Saturday, January 27, 2007

It's all Greek to me


I went down to school today to attend the Mass/induction-ceremony for the Delta Epsilon Sigma Honor Society. It's a national honor society for students attending Catholic Universities that I learned today is actually not that easy to get into - you need a minimum 3.67 GPA (mine is 3.97...still don't know how that happened), you must demonstrate a level of intellectual curiosity - which is essentially providing them with a list of all the books that you've read since starting college - being a book-geek that was no problem for me, I had about 200 on my list before I ran out of room on the application; and you have to provide proof of community service - again, no problem, between the soup kitchen, senior center and a ton of church volunteering I had that one covered.

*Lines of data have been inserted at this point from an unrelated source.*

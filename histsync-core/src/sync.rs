//! Bootstrap-or-append synchronization of per-instrument daily history.
//!
//! For each instrument key the engine either bootstraps the collection (full
//! history, pruned, sorted, written once) or appends the previous calendar
//! day. Keys bootstrapped by this engine instance never get a delta append in
//! the same lifetime: the bootstrap already covered yesterday.
//!
//! Provider trouble is never fatal here. An empty fetch or a fetch that ran out
//! of retries is logged and reported as an outcome, and nothing is written.
//! Only store failures come back as `Err`.

use crate::clock::{Clock, SystemClock};
use crate::data::provider::{DataError, DataProvider};
use crate::data::store::{Library, TimeSeriesStore};
use crate::data::table::{
    date_values, dedup_dates, normalize_dates, rows_after, sort_by_date, strip_unused_columns,
    UNUSED_COLUMNS,
};
use chrono::NaiveDate;
use polars::prelude::DataFrame;
use std::collections::HashSet;
use std::fmt;

/// Which fetch a sync step was performing.
#[derive(Debug, Clone, Copy, PartialEq, Eq)]
pub enum SyncPhase {
    Bootstrap,
    Delta,
}

impl fmt::Display for SyncPhase {
    fn fmt(&self, f: &mut fmt::Formatter<'_>) -> fmt::Result {
        match self {
            SyncPhase::Bootstrap => f.write_str("bootstrap"),
            SyncPhase::Delta => f.write_str("delta"),
        }
    }
}

/// What `sync_one` did for a key.
#[derive(Debug, Clone, PartialEq, Eq)]
pub enum SyncOutcome {
    /// Collection created with `rows` records.
    Bootstrapped { rows: usize },
    /// `rows` records appended to an existing collection.
    Appended { rows: usize },
    /// Key was bootstrapped earlier by this engine; delta skipped.
    SkippedFreshBootstrap,
    /// The delta day is already stored.
    UpToDate,
    /// Provider answered with zero rows; nothing written.
    Empty { phase: SyncPhase },
    /// Provider failed (retries exhausted or unusable response); nothing written.
    Unavailable { phase: SyncPhase, reason: String },
}

impl SyncOutcome {
    /// Whether this outcome wrote to the store.
    pub fn wrote(&self) -> bool {
        matches!(
            self,
            SyncOutcome::Bootstrapped { .. } | SyncOutcome::Appended { .. }
        )
    }
}

/// Summary of a `sync_many` run.
#[derive(Debug, Default)]
pub struct SyncSummary {
    pub total: usize,
    pub bootstrapped: usize,
    pub appended: usize,
    pub skipped: usize,
    pub empty: usize,
    pub unavailable: usize,
    pub errors: Vec<(String, DataError)>,
}

impl SyncSummary {
    fn record(&mut self, outcome: &SyncOutcome) {
        match outcome {
            SyncOutcome::Bootstrapped { .. } => self.bootstrapped += 1,
            SyncOutcome::Appended { .. } => self.appended += 1,
            SyncOutcome::SkippedFreshBootstrap | SyncOutcome::UpToDate => self.skipped += 1,
            SyncOutcome::Empty { .. } => self.empty += 1,
            SyncOutcome::Unavailable { .. } => self.unavailable += 1,
        }
    }

    pub fn failed(&self) -> usize {
        self.errors.len()
    }

    pub fn all_succeeded(&self) -> bool {
        self.errors.is_empty()
    }
}

/// Keeps one library of instrument collections in step with a provider.
///
/// One engine per worker: it owns its store handle, and its bootstrap set is
/// private to it.
pub struct SyncEngine {
    store: Box<dyn TimeSeriesStore>,
    provider: Box<dyn DataProvider>,
    clock: Box<dyn Clock>,
    library_name: String,
    library: Option<Box<dyn Library>>,
    unused_columns: Vec<String>,
    bootstrapped: HashSet<String>,
}

impl SyncEngine {
    pub fn new(
        store: impl TimeSeriesStore + 'static,
        provider: impl DataProvider + 'static,
        library_name: impl Into<String>,
    ) -> Self {
        Self {
            store: Box::new(store),
            provider: Box::new(provider),
            clock: Box::new(SystemClock),
            library_name: library_name.into(),
            library: None,
            unused_columns: UNUSED_COLUMNS.iter().map(|c| c.to_string()).collect(),
            bootstrapped: HashSet::new(),
        }
    }

    /// Replace the clock that decides which day the delta fetches.
    pub fn with_clock(mut self, clock: impl Clock + 'static) -> Self {
        self.clock = Box::new(clock);
        self
    }

    /// Replace the set of columns stripped before persistence.
    pub fn with_unused_columns<I, S>(mut self, columns: I) -> Self
    where
        I: IntoIterator<Item = S>,
        S: Into<String>,
    {
        self.unused_columns = columns.into_iter().map(Into::into).collect();
        self
    }

    pub fn library_name(&self) -> &str {
        &self.library_name
    }

    /// Whether `key` was bootstrapped by this engine instance.
    pub fn is_bootstrapped(&self, key: &str) -> bool {
        self.bootstrapped.contains(key)
    }

    /// Create the library if it is missing, then bind the handle.
    fn ensure_library(&mut self) -> Result<(), DataError> {
        if !self.store.library_exists(&self.library_name)? {
            self.store.create_library(&self.library_name)?;
        }
        self.bind_library()
    }

    fn bind_library(&mut self) -> Result<(), DataError> {
        if self.library.is_none() {
            self.library = Some(self.store.open_library(&self.library_name)?);
        }
        Ok(())
    }

    fn library(&self) -> Result<&dyn Library, DataError> {
        self.library
            .as_deref()
            .ok_or_else(|| DataError::LibraryNotFound {
                name: self.library_name.clone(),
            })
    }

    /// Bring one instrument's collection up to date.
    ///
    /// Absent collections are bootstrapped from full history. Present ones get
    /// yesterday appended, unless this engine bootstrapped them.
    pub fn sync_one(&mut self, key: &str) -> Result<SyncOutcome, DataError> {
        self.ensure_library()?;

        if !self.library()?.has_collection(key)? {
            return self.bootstrap(key);
        }

        if self.bootstrapped.contains(key) {
            tracing::debug!(key, "bootstrapped in this run, skipping delta");
            return Ok(SyncOutcome::SkippedFreshBootstrap);
        }

        self.append_delta(key)
    }

    /// `sync_one` over every key, in order. Failures are logged and skipped.
    pub fn sync_many<I, S>(&mut self, keys: I) -> SyncSummary
    where
        I: IntoIterator<Item = S>,
        S: AsRef<str>,
    {
        let mut summary = SyncSummary::default();

        for key in keys {
            let key = key.as_ref();
            summary.total += 1;

            match self.sync_one(key) {
                Ok(outcome) => summary.record(&outcome),
                Err(e) => {
                    tracing::error!(key, error = %e, "sync failed");
                    summary.errors.push((key.to_string(), e));
                }
            }
        }

        tracing::info!(
            total = summary.total,
            bootstrapped = summary.bootstrapped,
            appended = summary.appended,
            skipped = summary.skipped,
            empty = summary.empty,
            unavailable = summary.unavailable,
            failed = summary.failed(),
            "sync complete"
        );
        summary
    }

    /// Read the stored collection for `key` with canonical `Date` values.
    pub fn read(&mut self, key: &str) -> Result<DataFrame, DataError> {
        if self.library.is_none() && !self.store.library_exists(&self.library_name)? {
            return Err(DataError::CollectionNotFound {
                key: key.to_string(),
            });
        }
        self.bind_library()?;

        let table = self.library()?.read_full(key)?;
        normalize_dates(&table)
    }

    fn bootstrap(&mut self, key: &str) -> Result<SyncOutcome, DataError> {
        let table = match self
            .fetch(key, None, None)
            .and_then(|fetched| self.prepare(key, &fetched))
        {
            Ok(table) => table,
            Err(e) => return Ok(Self::recover(key, SyncPhase::Bootstrap, e)),
        };

        let rows = table.height();
        self.library()?.write_full(key, &table)?;
        self.bootstrapped.insert(key.to_string());

        tracing::info!(key, rows, library = %self.library_name, "bootstrapped collection");
        Ok(SyncOutcome::Bootstrapped { rows })
    }

    fn append_delta(&mut self, key: &str) -> Result<SyncOutcome, DataError> {
        let today = self.clock.today();
        let day = today
            .pred_opt()
            .ok_or_else(|| DataError::InvalidDate(format!("no day before {today}")))?;

        let mut table = match self
            .fetch(key, Some(day), Some(day))
            .and_then(|fetched| self.prepare(key, &fetched))
        {
            Ok(table) => table,
            Err(e) => return Ok(Self::recover(key, SyncPhase::Delta, e)),
        };

        if let Some(last) = self.last_stored_date(key)? {
            let fetched_rows = table.height();
            table = rows_after(&table, last)?;
            if table.height() < fetched_rows {
                tracing::debug!(
                    key,
                    %last,
                    dropped = fetched_rows - table.height(),
                    "dropped delta rows already stored"
                );
            }
        }

        if table.height() == 0 {
            tracing::info!(key, %day, "collection already up to date");
            return Ok(SyncOutcome::UpToDate);
        }

        let rows = table.height();
        self.library()?.append(key, &table)?;

        tracing::info!(key, rows, %day, "appended delta");
        Ok(SyncOutcome::Appended { rows })
    }

    /// Fetch a range; zero rows comes back as `ProviderEmptyResult`.
    fn fetch(
        &self,
        key: &str,
        start: Option<NaiveDate>,
        end: Option<NaiveDate>,
    ) -> Result<DataFrame, DataError> {
        let table = self.provider.fetch_range(key, start, end)?;
        if table.height() == 0 {
            return Err(DataError::ProviderEmptyResult {
                key: key.to_string(),
            });
        }
        Ok(table)
    }

    /// Strip unused fields, sort by date and collapse repeated days.
    ///
    /// A failure here means the provider sent something unusable.
    fn prepare(&self, key: &str, fetched: &DataFrame) -> Result<DataFrame, DataError> {
        let sorted = sort_by_date(&strip_unused_columns(fetched, self.unused_columns.as_slice())?)?;
        let table = dedup_dates(&sorted)?;
        if table.height() < sorted.height() {
            tracing::warn!(
                key,
                dropped = sorted.height() - table.height(),
                "provider repeated dates, keeping the last row of each"
            );
        }
        Ok(table)
    }

    /// Turn a failed fetch into a no-write outcome.
    fn recover(key: &str, phase: SyncPhase, err: DataError) -> SyncOutcome {
        match err {
            DataError::ProviderEmptyResult { .. } => {
                tracing::warn!(key, %phase, "provider returned no data, nothing written");
                SyncOutcome::Empty { phase }
            }
            other => {
                tracing::warn!(key, %phase, error = %other, "fetch failed, nothing written");
                SyncOutcome::Unavailable {
                    phase,
                    reason: other.to_string(),
                }
            }
        }
    }

    /// Last stored date, from the sidecar when there is one.
    fn last_stored_date(&self, key: &str) -> Result<Option<NaiveDate>, DataError> {
        let library = self.library()?;
        if let Some(meta) = library.collection_meta(key)? {
            return Ok(Some(meta.last_date));
        }
        let stored = library.read_full(key)?;
        Ok(date_values(&stored)?.into_iter().max())
    }
}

The priest presiding over the service, Fr. J, asked me to do the introduction/welcome to the Mass. His instructions: Comment on why we're celebrating, include a tie-in to one of this week's lectionary readings, keep it under 3 minutes, and email it to him for review (??!) a week beforehand. Since I haven't attended a Catholic mass in many, many years I asked him for some direction as to how general/specific he wanted me to be in regards to the reading, "It's up to you" he said, "you set the tone." Great! I can do that. I decided to focus on the 1 Corinthians 13 reading where Paul says "I will show you a still most excellent way": Love God, love others. I emphasized the community service aspect of being a DES inductee and how we were not celebrating our own accomplishments but rather the gifts that we've been given to help others. I spent a few days sweating over my 3 minute copy and emailed it to Fr. J Tuesday morning. With no response by Friday I was starting to worry that he never got it, so I emailed him again - "I'll look at it tonight" he assured me.

I spent this morning working in the church thrift shop, got home at 1:30 p.m. to an email which read "thanks for writing the introduction. I have edited it stressing the part of thanksgiving in the service".....ok.....a) I did not expect him to edit it and b) if he wanted a "thanksgiving" tone he could've told me that up front. No sweat, I can live with change....so I opened the document and BAM! Not only had he moved entire paragraphs around so they didn't flow as well, but he reworded the heart of my message making it into something I had not intended it to be. Aaarrrgghh! To top it off, English is not Fr. J's first language and it showed in the grammar/awkward phrasing of some of the additions he made.

Ok, I know I have to get over this fear of editors given that I will have run-ins-a-plenty with them in seminary. Although I've been lay preaching fairly steadily for quite some time I know there's still much for me to learn: Polishing my delivery, editing out repetition, making my points clearer, reading deeper into scriptural meaning - these are all things I need to work on....but I HATE having my words moved around to the degree that they no longer express the message I was trying to convey.

I could not in good conscious read what Fr. J. had written - so I spent the two hours I had before the ceremony re-writing his re-write. Point-of-interest: I had never met this priest before, for all I know he may have thought I was a 20-year-old neophyte rather than the aged and experienced preacher (ha!) that I am (puff puff puff goes my ego).

All my puffing came to nothing. I showed Fr. J my revised copy prior to the ceremony and explained to him that he had misinterpreted what it was I trying to say, and he was fine with it. (in fact when I showed him my copy he said "yes, that is what I wrote"….no, that is what I wrote, so nanny-nanny-poo-poo).

God Lesson for the day: Editors are a fact of life and so are last-minute re-writes. Don't get so full of yourself that you can't take a little constructive criticism; but if you honestly feel that the criticism is more destructive than constructive, open your mouth and say so.